Beijing has a clear strategy to cement its position as the dominant player in the EV market by subsidizing its companies worldwide to crush local competition at this nascent stage of the EV market’s development. Not only does this harm our domestic industry, but it also creates larger problems for U.S. national security: If China captures the EV market, the United States shall be swapping its current reliance on a volatile global oil market to fuel our transportation system for a dependence on an emerging great-power rival for our EVs, batteries, and the minerals required to build and power these vehicles.
In testimony to the Senate in February, Simon Moores, the CEO of rare earths consultancy Benchmark Minerals Intelligence, told the U.S. Senate Committee on Energy and Natural Resources that the United States is a “bystander” in a global race for EV supply chain dominance. However, the National Defense Authorization Act (NDAA) provides the United States with an opportunity to counter Beijing’s strategic ambitions.
The Senate version of the NDAA contains provisions to prevent federal funding from being used by U.S. transit agencies to purchase Chinese rail cars and buses. However, the House version limits its restriction solely to rail rolling stock.
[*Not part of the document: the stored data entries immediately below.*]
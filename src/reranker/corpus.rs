//! The reranker training corpus format: one block per sentence (`G=...
//! N=...`), followed by `N` parse lines (`P=... W=... <feature>[=<count>]
//! ... ,`). `.gz`/`.bz2` extensions are read transparently.
//!
//! The file never states which parse is "correct" or what weight a
//! sentence carries; those are derived here from `G`/`P`/`W` via
//! expected F-score, with the highest-F parse (ties broken by feature 0's
//! count, conventionally the first-stage log probability) taken as correct
//! and given probability mass 1.

use std::io::Read as _;
use std::path::Path;

use nom::{
    bytes::complete::tag,
    character::complete::{char, digit1, space0, space1},
    combinator::{map_res, opt, recognize},
    multi::separated_list0,
    sequence::{pair, preceded, tuple},
    IResult,
};

use crate::error::InputError;

#[derive(Debug, Clone, Default)]
pub struct RerankParse {
    /// feature id -> count (defaults to 1.0 when the file omits `=<c>`).
    pub features: Vec<(u32, f64)>,
    pub p_edges: f64,
    pub w_correct: f64,
    /// target probability mass this parse is assigned by the corpus
    /// loader's F-score tie-break, not the file itself.
    pub pyx: f64,
}

impl RerankParse {
    pub fn f_score(&self, gold_edges: f64) -> f64 {
        let denom = self.p_edges + gold_edges;
        if denom <= 0.0 {
            0.0
        } else {
            2.0 * self.w_correct / denom
        }
    }

    pub fn feature_zero(&self) -> f64 {
        self.features
            .iter()
            .find(|&&(id, _)| id == 0)
            .map(|&(_, c)| c)
            .unwrap_or(0.0)
    }
}

#[derive(Debug, Clone, Default)]
pub struct RerankSentence {
    pub gold_edges: f64,
    /// 0 when the sentence should be ignored by every loss (no parse is
    /// distinguishably correct).
    pub px: f64,
    pub correct_index: usize,
    pub parses: Vec<RerankParse>,
}

#[derive(Debug, Clone, Default)]
pub struct Corpus {
    pub sentences: Vec<RerankSentence>,
    pub nfeatures: usize,
    pub maxnparses: usize,
}

impl Corpus {
    pub fn load(path: &Path) -> Result<Corpus, InputError> {
        let raw = std::fs::read(path)?;
        let text = decompress(path, raw)?;
        Self::parse(&text)
    }

    pub fn parse(text: &str) -> Result<Corpus, InputError> {
        let mut lines = text.lines().map(str::trim).filter(|l| !l.is_empty());

        let declared: Option<usize> = lines
            .clone()
            .next()
            .and_then(|l| parse_s_header(l).ok())
            .map(|(_, n)| n as usize);
        if declared.is_some() {
            lines.next();
        }

        let mut sentences = Vec::new();
        let mut nfeatures = 0usize;
        let mut maxnparses = 0usize;
        let mut sentence_index = 0usize;

        let mut rest = lines;
        while let Some(header) = rest.next() {
            let (_, (gold_edges, nparses)) =
                parse_gn_line(header).map_err(|_| InputError::MalformedCorpus {
                    sentence: sentence_index,
                    reason: format!("expected 'G=... N=...', got {header:?}"),
                })?;

            let mut parses = Vec::with_capacity(nparses as usize);
            for _ in 0..nparses {
                let line = rest.next().ok_or_else(|| InputError::MalformedCorpus {
                    sentence: sentence_index,
                    reason: "corpus ended mid-sentence".into(),
                })?;
                let (_, (p, w, features)) =
                    parse_pw_line(line).map_err(|_| InputError::MalformedCorpus {
                        sentence: sentence_index,
                        reason: format!("malformed parse line {line:?}"),
                    })?;
                for &(id, _) in &features {
                    nfeatures = nfeatures.max(id as usize + 1);
                }
                parses.push(RerankParse {
                    features,
                    p_edges: p,
                    w_correct: w,
                    pyx: 0.0,
                });
            }

            maxnparses = maxnparses.max(parses.len());
            let px = if parses.is_empty() { 0.0 } else { 1.0 };
            let correct_index = best_index(&parses, gold_edges);
            if let Some(best) = parses.get_mut(correct_index) {
                best.pyx = 1.0;
            }

            sentences.push(RerankSentence {
                gold_edges,
                px,
                correct_index,
                parses,
            });
            sentence_index += 1;
        }

        if let Some(declared) = declared {
            if declared != sentences.len() {
                return Err(InputError::MalformedCorpus {
                    sentence: sentences.len(),
                    reason: format!(
                        "header declared {declared} sentences, found {}",
                        sentences.len()
                    ),
                });
            }
        }

        Ok(Corpus {
            sentences,
            nfeatures,
            maxnparses,
        })
    }
}

/// Picks the highest-F parse; ties go to the higher feature-0 value, the
/// conventional first-stage log probability.
fn best_index(parses: &[RerankParse], gold_edges: f64) -> usize {
    let mut best = 0usize;
    let mut best_f = f64::NEG_INFINITY;
    let mut best_f0 = f64::NEG_INFINITY;
    for (i, parse) in parses.iter().enumerate() {
        let f = parse.f_score(gold_edges);
        let f0 = parse.feature_zero();
        if f > best_f || (f == best_f && f0 > best_f0) {
            best = i;
            best_f = f;
            best_f0 = f0;
        }
    }
    best
}

fn decompress(path: &Path, raw: Vec<u8>) -> Result<String, InputError> {
    let ext = path.extension().and_then(|e| e.to_str()).unwrap_or("");
    match ext {
        "gz" => {
            let mut out = String::new();
            flate2::read::GzDecoder::new(&raw[..]).read_to_string(&mut out)?;
            Ok(out)
        }
        "bz2" => {
            let mut out = String::new();
            bzip2::read::BzDecoder::new(&raw[..]).read_to_string(&mut out)?;
            Ok(out)
        }
        _ => String::from_utf8(raw)
            .map_err(|e| InputError::Io(std::io::Error::new(std::io::ErrorKind::InvalidData, e))),
    }
}

fn parse_u32(input: &str) -> IResult<&str, u32> {
    map_res(digit1, str::parse)(input)
}

fn parse_f64(input: &str) -> IResult<&str, f64> {
    map_res(
        recognize(tuple((opt(char('-')), digit1, opt(pair(char('.'), digit1))))),
        str::parse,
    )(input)
}

fn parse_s_header(input: &str) -> IResult<&str, u32> {
    preceded(tag("S="), parse_u32)(input)
}

fn parse_gn_line(input: &str) -> IResult<&str, (f64, u32)> {
    let (input, g) = opt(preceded(tag("G="), parse_f64))(input)?;
    let (input, _) = space0(input)?;
    let (input, n) = preceded(tag("N="), parse_u32)(input)?;
    Ok((input, (g.unwrap_or(1.0), n)))
}

fn parse_feature(input: &str) -> IResult<&str, (u32, f64)> {
    let (input, id) = parse_u32(input)?;
    let (input, count) = opt(preceded(char('='), parse_f64))(input)?;
    Ok((input, (id, count.unwrap_or(1.0))))
}

fn parse_pw_line(input: &str) -> IResult<&str, (f64, f64, Vec<(u32, f64)>)> {
    let (input, p) = opt(preceded(tag("P="), parse_f64))(input)?;
    let (input, _) = space0(input)?;
    let (input, w) = opt(preceded(tag("W="), parse_f64))(input)?;
    let (input, _) = space0(input)?;
    let (input, features) = separated_list0(space1, parse_feature)(input)?;
    let (input, _) = space0(input)?;
    let (input, _) = opt(char(','))(input)?;
    Ok((input, (p.unwrap_or(1.0), w.unwrap_or(0.0), features)))
}

#[cfg(test)]
mod tests {
    use super::*;

    #[test]
    fn parses_minimal_corpus() {
        let text = "\
            S=1\n\
            G=2 N=2\n\
            P=2 W=1 0=1.5 3 ,\n\
            P=2 W=2 0=0.9 3 4 ,\n\
        ";
        let corpus = Corpus::parse(text).unwrap();
        assert_eq!(corpus.sentences.len(), 1);
        let sentence = &corpus.sentences[0];
        assert_eq!(sentence.gold_edges, 2.0);
        assert_eq!(sentence.parses.len(), 2);
        // second parse has higher F (2*2/(2+2)=1.0 vs 2*1/(2+2)=0.5).
        assert_eq!(sentence.correct_index, 1);
        assert_eq!(sentence.parses[1].pyx, 1.0);
        assert_eq!(sentence.parses[0].pyx, 0.0);
        assert_eq!(corpus.nfeatures, 5);
    }

    #[test]
    fn defaults_g_to_one_and_feature_count_to_one() {
        let text = "N=1\nP=1 W=1 7 ,\n";
        let corpus = Corpus::parse(text).unwrap();
        assert_eq!(corpus.sentences[0].gold_edges, 1.0);
        assert_eq!(corpus.sentences[0].parses[0].features, vec![(7, 1.0)]);
    }

    #[test]
    fn rejects_truncated_sentence() {
        let text = "G=1 N=2\nP=1 W=1 0 ,\n";
        assert!(Corpus::parse(text).is_err());
    }

    #[test]
    fn rejects_header_count_mismatch() {
        let text = "S=2\nG=1 N=1\nP=1 W=1 0 ,\n";
        assert!(Corpus::parse(text).is_err());
    }
}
If the House recedes to the Senate version, then the United States will have taken an early step toward countering Chinese electric bus ambitions in the lucrative—and strategically important—American market.
On its own, passing an NDAA which precludes the use of federal funds to buy Chinese buses is unlikely in a vacuum to derail Beijing’s attempts to secure the global EV supply chain. It is, however, a signal that the United States is alive to the economic and national security threat Chinese EV dominance would have on the country.